Hermann Broch, Théorie de la folie des masses : pour une pensée pratique et politique

Hermann Broch,Théorie de la folie des masses , traduction P. Rusch et D. Renault, Paris, Tel- Aviv : Éditions de l’Éclat, coll. « Philosophie imaginaire », 2008, 526 p., EAN 9782841621637.

1Cet article est publié dans le dossier critique d’Acta fabula (février 2010, volume 11, numéro 2) : « Actualité d’Hermann Broch », supervisé et coordonné par Vincent Ferré.

« L’homme philosophique veut toujours “convertir” car il se sent en possession d’une vérité profonde. »

(Hermann Broch, Autobiographie psychique, Paris, L’Arche, 2001, p. 45).

2Hermann Broch quitte Vienne en 1938 pour les États-Unis où il meurt en 1951 d’épuisement moral et physique, après avoir consacré près de 15 ans à vouloir comprendre et théoriser la folie collective dont il a fait l’expérience avec la montée du nazisme. L’exil sans retour du penseur viennois (d’origine juive) est placé sous le signe de ce projet colossal : La Théorie de la folie des masses1 traduite par Pierre Rusch2 et Didier Renault, publiée aux éditions de l’Éclat en octobre 2008, soit cinquante ans après la mort de l’auteur et vingt ans après la parution en allemand, vient compléter une réception et donc une transmission de l’œuvre de Broch jusqu’alors lacunaires en France. En effet, seuls les romans3 de Broch ont fait l’objet d’une traduction exhaustive en français, contrairement à sa correspondance4 et ses essais5, dont seule une partie est actuellement disponible.

3La réflexion de Broch sur les masses s’inscrit dans une constellation et un jeu d’influences, puisqu’il a été lecteur des écrits de Gustave Le Bon, Sigmund Freud, Ortega Y Gasset, Wilhelm Reich ou encore Georg Simmel, même s’ils ne sont pas cités dans son essai. Il a eu des échanges avec Hadley Cantril, il connaissait Siegfried Kracauer et Elias Canetti6. Pour autant, Broch est, sans conteste, resté dans l’ombre.

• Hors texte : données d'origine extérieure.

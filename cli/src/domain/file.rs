//! Desired files and the declarative half of a role.
//!
//! Pure data only. Hooks live with the run context in the application layer.

/// Default mode for regular files created with [`FileEntry::file`].
pub const DEFAULT_FILE_MODE: u32 = 0o644;
/// Default mode for directories created with [`FileEntry::dir`].
pub const DEFAULT_DIR_MODE: u32 = 0o755;

/// One path the target host should have.
///
/// The path is the identity; two entries with the same path must be equal in
/// every field or merging fails.
#[derive(Debug, Clone, PartialEq, Eq, Hash)]
pub struct FileEntry {
    pub path: String,
    pub is_dir: bool,
    pub owner: String,
    pub group: String,
    pub mode: u32,
    /// Ignored for directories.
    pub contents: Vec<u8>,
}

impl FileEntry {
    /// A regular file owned by `root:root` with mode `0644`.
    #[must_use]
    pub fn file(path: impl Into<String>, contents: impl Into<Vec<u8>>) -> Self {
        Self {
            path: path.into(),
            is_dir: false,
            owner: "root".to_string(),
            group: "root".to_string(),
            mode: DEFAULT_FILE_MODE,
            contents: contents.into(),
        }
    }

    /// A directory owned by `root:root` with mode `0755`.
    #[must_use]
    pub fn dir(path: impl Into<String>) -> Self {
        Self {
            path: path.into(),
            is_dir: true,
            owner: "root".to_string(),
            group: "root".to_string(),
            mode: DEFAULT_DIR_MODE,
            contents: Vec::new(),
        }
    }

    #[must_use]
    pub fn owner(mut self, owner: impl Into<String>) -> Self {
        self.owner = owner.into();
        self
    }

    #[must_use]
    pub fn group(mut self, group: impl Into<String>) -> Self {
        self.group = group.into();
        self
    }

    #[must_use]
    pub fn mode(mut self, mode: u32) -> Self {
        self.mode = mode;
        self
    }
}

/// Packages and files a role asks for, in declaration order.
#[derive(Debug, Clone, Default, PartialEq, Eq)]
pub struct Manifest {
    pub packages: Vec<String>,
    pub files: Vec<FileEntry>,
}
//! `stagehand plan` — print the merged desired state.

use std::path::PathBuf;

use anyhow::{Context, Result};
use clap::Args;

use crate::app::AppContext;
use crate::application::role::Role;
use crate::domain::{FileEntry, merge};
use crate::infra::role_file;

/// Arguments for the plan command.
#[derive(Args, Debug)]
pub struct PlanArgs {
    /// Role files to merge
    #[arg(required = true, value_name = "ROLE_FILE")]
    pub roles: Vec<PathBuf>,
}

/// Run `stagehand plan`.
///
/// # Errors
///
/// Returns an error if a role file cannot be loaded or the roles conflict.
pub fn run(args: &PlanArgs, app: &AppContext) -> Result<()> {
    let roles = role_file::load_roles(&args.roles)?;
    let state = merge(roles.iter().map(Role::manifest)).context("merging roles")?;

    let ctx = &app.output;
    let names: Vec<&str> = roles.iter().map(Role::name).collect();
    ctx.header(&format!("Plan for {} roles", roles.len()));
    ctx.kv("Roles", &names.join(", "));

    ctx.header(&format!("Packages ({})", state.packages().len()));
    for package in state.packages() {
        ctx.item(package);
    }

    ctx.header(&format!("Files ({})", state.files().len()));
    for file in state.files() {
        ctx.item(&describe_file(file));
    }
    Ok(())
}

/// One line per entry: kind, mode, ownership, path, and size for files.
#[must_use]
pub fn describe_file(file: &FileEntry) -> String {
    let kind = if file.is_dir { 'd' } else { 'f' };
    let mut line = format!(
        "{kind} {:04o} {}:{} {}",
        file.mode, file.owner, file.group, file.path
    );
    if !file.is_dir {
        line.push_str(&format!(" ({} bytes)", file.contents.len()));
    }
    line
}
//! Domain types for Stagehand settings.
//!
//! Pure data only — no I/O, no async, no filesystem access.

use serde::{Deserialize, Serialize};

// ── Config schema ────────────────────────────────────────────────────────────

/// Top-level settings stored in `~/.stagehand/config.yaml`.
#[derive(Debug, Clone, Serialize, Deserialize, Default, PartialEq, Eq)]
#[serde(default)]
pub struct StagehandConfig {
    /// How to reach target hosts.
    pub ssh: SshSettings,
    /// Command-output logging.
    pub output: OutputSettings,
}

/// SSH connection defaults.
#[derive(Debug, Clone, Serialize, Deserialize, PartialEq, Eq)]
#[serde(default)]
pub struct SshSettings {
    /// Remote login user. Package installs need root.
    pub user: String,
    /// Remote SSH port.
    pub port: u16,
    /// Extra `-o KEY=VALUE` options passed to `ssh`.
    pub options: Vec<String>,
}

impl Default for SshSettings {
    fn default() -> Self {
        Self {
            user: "root".to_string(),
            port: 22,
            options: Vec::new(),
        }
    }
}

/// Correlated command-output log settings.
#[derive(Debug, Clone, Serialize, Deserialize, PartialEq, Eq)]
#[serde(default)]
pub struct OutputSettings {
    /// Tee every remote command's stdout/stderr into the run log.
    pub log_commands: bool,
}

impl Default for OutputSettings {
    fn default() -> Self {
        Self { log_commands: true }
    }
}

// ── Unit tests ───────────────────────────────────────────────────────────────
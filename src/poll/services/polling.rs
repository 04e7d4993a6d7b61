//! Service layer for listing, lookup, voting and poll administration.

use crate::poll::{
    domain::{
        Choice, ChoiceId, ChoiceText, LatestQuestionsQuery, PollDomainError, Question, QuestionId,
        QuestionText,
    },
    ports::{PollRepository, PollRepositoryError},
};
use chrono::{DateTime, Utc};
use mockable::Clock;
use std::sync::Arc;
use thiserror::Error;
use tracing::{debug, info};

/// Message shown when a vote submission does not name one of the question's
/// choices.
pub const NO_CHOICE_SELECTED: &str = "You didn't select a choice";

/// Request payload for creating a question.
#[derive(Debug, Clone, PartialEq, Eq)]
pub struct CreateQuestionRequest {
    text: String,
    pub_date: DateTime<Utc>,
    choices: Vec<String>,
}

impl CreateQuestionRequest {
    /// Creates a request for a question published at `pub_date`.
    #[must_use]
    pub fn new(text: impl Into<String>, pub_date: DateTime<Utc>) -> Self {
        Self {
            text: text.into(),
            pub_date,
            choices: Vec::new(),
        }
    }

    /// Adds one choice.
    #[must_use]
    pub fn with_choice(mut self, text: impl Into<String>) -> Self {
        self.choices.push(text.into());
        self
    }

    /// Sets all choices, replacing any added earlier.
    #[must_use]
    pub fn with_choices(mut self, choices: impl IntoIterator<Item = String>) -> Self {
        self.choices = choices.into_iter().collect();
        self
    }
}

/// Outcome of a vote submission that found its question.
#[derive(Debug, Clone, PartialEq, Eq)]
pub enum VoteResult {
    /// The vote was counted; the caller should show the results of this
    /// question.
    Redirect(QuestionId),
    /// The submission did not name a valid choice; nothing was counted.
    FormError {
        /// Current state of the question, for redisplaying the form.
        question: Question,
        /// Human-readable reason.
        message: String,
    },
}

/// Service-level errors for poll operations.
#[derive(Debug, Error)]
pub enum PollServiceError {
    /// The question does not exist or is not visible yet.
    #[error("question not found: {0}")]
    NotFound(QuestionId),
    /// Domain validation failed.
    #[error(transparent)]
    Domain(#[from] PollDomainError),
    /// Repository operation failed.
    #[error(transparent)]
    Repository(#[from] PollRepositoryError),
}

/// Result type for poll service operations.
pub type PollServiceResult<T> = Result<T, PollServiceError>;

/// Poll orchestration service.
///
/// Every operation reads the clock once and passes that instant to the
/// domain rules and repository queries.
#[derive(Clone)]
pub struct PollService<R, C>
where
    R: PollRepository,
    C: Clock + Send + Sync,
{
    repository: Arc<R>,
    clock: Arc<C>,
}

impl<R, C> PollService<R, C>
where
    R: PollRepository,
    C: Clock + Send + Sync,
{
    /// Creates a new poll service.
    #[must_use]
    pub const fn new(repository: Arc<R>, clock: Arc<C>) -> Self {
        Self { repository, clock }
    }

    /// Returns the current instant according to the service clock.
    #[must_use]
    pub fn now(&self) -> DateTime<Utc> {
        self.clock.utc()
    }

    /// Creates and stores a question with its initial choices.
    ///
    /// # Errors
    ///
    /// Returns [`PollServiceError::Domain`] when the question or any choice
    /// text is invalid, or [`PollServiceError::Repository`] when persistence
    /// fails.
    pub async fn create_question(
        &self,
        request: CreateQuestionRequest,
    ) -> PollServiceResult<Question> {
        let text = QuestionText::new(request.text)?;
        let choice_texts = request
            .choices
            .into_iter()
            .map(ChoiceText::new)
            .collect::<Result<Vec<_>, _>>()?;

        let mut question = Question::new(text, request.pub_date);
        for choice_text in choice_texts {
            question.add_choice(choice_text);
        }
        self.repository.store_question(&question).await?;
        info!(
            question_id = %question.id(),
            choices = question.choices().len(),
            "question created"
        );
        Ok(question)
    }

    /// Adds a choice with no votes to an existing question.
    ///
    /// # Errors
    ///
    /// Returns [`PollServiceError::NotFound`] when the question does not
    /// exist, [`PollServiceError::Domain`] when the text is invalid, or
    /// [`PollServiceError::Repository`] when persistence fails.
    pub async fn add_choice(
        &self,
        question_id: QuestionId,
        text: impl Into<String>,
    ) -> PollServiceResult<Choice> {
        let choice = Choice::new(question_id, ChoiceText::new(text)?);
        match self.repository.add_choice(&choice).await {
            Ok(()) => {
                info!(%question_id, choice_id = %choice.id(), "choice added");
                Ok(choice)
            }
            Err(PollRepositoryError::QuestionNotFound(id)) => Err(PollServiceError::NotFound(id)),
            Err(err) => Err(err.into()),
        }
    }

    /// Returns up to five published questions that have choices, newest
    /// first.
    ///
    /// # Errors
    ///
    /// Returns [`PollServiceError::Repository`] when the query fails.
    pub async fn list_recent_questions(&self) -> PollServiceResult<Vec<Question>> {
        let query = LatestQuestionsQuery::new(self.now());
        Ok(self.repository.latest_published(query).await?)
    }

    /// Returns a question that is published at the current instant.
    ///
    /// # Errors
    ///
    /// Returns [`PollServiceError::NotFound`] when the question does not
    /// exist or its publish timestamp is in the future, or
    /// [`PollServiceError::Repository`] when the lookup fails.
    pub async fn get_published_question(&self, id: QuestionId) -> PollServiceResult<Question> {
        let now = self.now();
        match self.repository.find_question(id).await? {
            Some(question) if question.is_published(now) => Ok(question),
            Some(_) => {
                debug!(question_id = %id, "question not published yet");
                Err(PollServiceError::NotFound(id))
            }
            None => {
                debug!(question_id = %id, "question does not exist");
                Err(PollServiceError::NotFound(id))
            }
        }
    }

    /// Counts one vote for the submitted choice of a question.
    ///
    /// `submitted_choice` is the raw form value; `None` means the form had
    /// no choice field. Any value that does not name one of the question's
    /// own choices yields [`VoteResult::FormError`] and changes nothing.
    ///
    /// Not idempotent: each successful call adds one vote.
    ///
    /// # Errors
    ///
    /// Returns [`PollServiceError::NotFound`] when the question does not
    /// exist, or [`PollServiceError::Repository`] when persistence fails.
    pub async fn record_vote(
        &self,
        question_id: QuestionId,
        submitted_choice: Option<&str>,
    ) -> PollServiceResult<VoteResult> {
        let question = self
            .repository
            .find_question(question_id)
            .await?
            .ok_or(PollServiceError::NotFound(question_id))?;

        let Some(choice_id) = selected_choice(&question, submitted_choice) else {
            debug!(%question_id, ?submitted_choice, "vote rejected");
            return Ok(form_error(question));
        };

        match self
            .repository
            .increment_votes(question_id, choice_id)
            .await?
        {
            Some(choice) => {
                info!(%question_id, %choice_id, votes = choice.votes(), "vote recorded");
                Ok(VoteResult::Redirect(question_id))
            }
            None => {
                debug!(%question_id, %choice_id, "choice vanished before the vote was counted");
                let reloaded = self
                    .repository
                    .find_question(question_id)
                    .await?
                    .ok_or(PollServiceError::NotFound(question_id))?;
                Ok(form_error(reloaded))
            }
        }
    }
}

fn selected_choice(question: &Question, submitted: Option<&str>) -> Option<ChoiceId> {
    let choice_id = submitted?.parse::<ChoiceId>().ok()?;
    question.choice(choice_id).map(Choice::id)
}

fn form_error(question: Question) -> VoteResult {
    VoteResult::FormError {
        question,
        message: NO_CHOICE_SELECTED.to_owned(),
    }
}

4En 1939, Broch rédige une « Proposition pour la fondation d’un institut de recherches sur la psychologie politique et pour l’étude des phénomènes de folie collective. » Dans le volume (qui suit l’édition allemande), cette proposition, antérieure à la rédaction de l’essai de Broch, ainsi que le « Projet pour une théorie des phénomènes de folie collective (1941), introduisent sa Théorie de la folie des masses et en présentent les thèses (respectivement, p. 13-42 et p. 43-64). Ils soulignent la cohérence du projet et résument la pensée de Broch, mais ils participent également à la redondance et à la répétition de certains motifs développés ailleurs. En effet, la Théorie de la folie des masses a été publiée à titre posthume, et Broch n’en a pas rédigé de version définitive ; l’essai est inachevé et le texte publié ne correspond pas à l’aboutissement du projet.

5Dans cet essai, composé de trois parties, Broch part d’une définition anthropologique de « la zone crépusculaire » (I) pour analyser les mécanismes psychologiques d’adhésion à ce qu’il nomme la « masse » (II) avant d’aborder la question politique de la démocratie et sa « tâche » de conversion (III).

6S’opposant à la fragmentation, au morcellement du savoir, l’œuvre de Broch est décloisonnée et s’inscrit dans un dialogue des savoirs de différents champs disciplinaires (anthropologie, sociologie, littérature, philosophie, économie, histoire, psychologie) comme il le répète dans son essai.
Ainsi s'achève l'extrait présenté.